Não demorou muito tempo a
consulta, a neurologista releu o relatório do psicólogo e disse-me:
- Sabe, vou-lhe dar alta.
“Entra aqui há cinco anos, hoje
veio com o “Manual dos Inquisidores” debaixo do braço, tem sido sempre assim,
desde que me apareceu cá no princípio, vinha da doutora Paula, tinha começado a
tomar o Ebixa, mandei-o parar, que a conversa dele, não era de alguém que
tivesse Alzheimer. Pousa o “Fado Alexandrino” em cima da secretária, como se
fosse uma guia de tratamento e diz-me que está a perder a memória. Claro que
não sou de acreditar nas palavras que me dizem assim de repente, que eu pus-me
logo a dizer para mim mesma, olha-me este, não se recorda de nada e põe-se a
ler livros do António Lobo Antunes, como se estivesse a ler os livrinhos do
Harry Potter”
Eu ainda reagi, doutora, estas
visitas faziam-me bem, daqui vou sempre mais animado para estar seis meses a
aguentar as depressões, os dias menos bons, aqueles dias que me esqueço de
fechar a porta da rua ou da água a correr no lavatório.
“Este pensa que pode ir todos os dias ao café,
tomar o descafeinado habitual e sentar-se na mesa do costume, com a “Explicação
dos Pássaros” aberto em cima da mesa e depois vir aqui queixar-se que cada vez
está pior, que já não vai ter tempo para ver nascer o primeiro neto, o senhor
Lamartine está doido, agora é que vai ter tempo de o criar”
Não fui muito exuberante, nem deitei foguetes no consultório.

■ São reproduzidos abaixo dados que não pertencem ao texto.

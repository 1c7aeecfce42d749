//! `docvault list` — display all secret names in a table.
//!
//! Names are not encrypted, so no password is asked for.

use crate::cli::output;
use crate::cli::{open_vault, Cli};
use crate::errors::Result;

/// Execute the `list` command.
pub fn execute(cli: &Cli) -> Result<()> {
    let (mut vault, _settings) = open_vault(cli)?;

    let entries = vault.list_entries()?;

    output::info(&format!("{} secret(s)", entries.len()));
    output::print_entries_table(&entries);

    Ok(())
}
//! Cryptographic primitives for DocVault.
//!
//! This module provides:
//! - Base64 codecs for blobs and reversible secret-name encoding (`codec`)
//! - PBKDF2-HMAC-SHA256 derivation of the cipher/MAC key pair (`kdf`)
//! - AES-256-GCM + HMAC-SHA256 cipher records (`encryption`)
//! - The pluggable secure random source (`random`)

pub mod codec;
pub mod encryption;
pub mod kdf;
pub mod random;

// Re-export the most commonly used items so callers can write:
//   use crate::crypto::{encrypt, decrypt, derive_keys, ...};
pub use codec::{decode_blob, decode_name, encode_blob, encode_name};
pub use encryption::{decrypt, decrypt_field, encrypt, CipherRecord};
pub use kdf::{derive_keys, generate_salt, DerivedKeys, KdfParams, MIN_PASSPHRASE_LEN};
pub use random::{OsRandom, RandomSource};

Foram cinco anos de muita insegurança, de dúvidas e de medos disfarçados. Foram
cinco anos à espera do pior. De qualquer maneira foi animador. E mesmo a minha
mulher que assistiu à evolução do meu estado de saúde, também não foi efusiva, mas ficou contente.
“Faça uma festa,
convide a sua família, os primos de Celorico e de Valadares, os amigos e o António, especialmente
este último, que o ajudou bastante nas sua horas de ócio, puxe os cordões à
bolsa, um leitão da Bairrada, não seja avarento, afinal estou a dar-lhe motivos
para festejar, nada indica que vá ter Alzheimer, tem apenas esquecimentos de
velho, apagões de velho, memória de velho.
"Faça uma festa."
Uma festa. Às tantas um leitão
não chega. Cá bem no fundo sinto que, mais dia, menos dia, vou ter de voltar ao
hospital, às consultas de neurologia, no futuro menos espaçadas, mas não me
preocupo, enquanto o pau vai e vem, folgam as costas. Fiquei simultâneamente aliviado e preocupado.
"Faça uma festa"
Voltei às minhas leituras.
Escolhi “Memória de Elefante”. Vem mesmo a propósito António.
Félix Lamartine
Eu sabia e acreditava.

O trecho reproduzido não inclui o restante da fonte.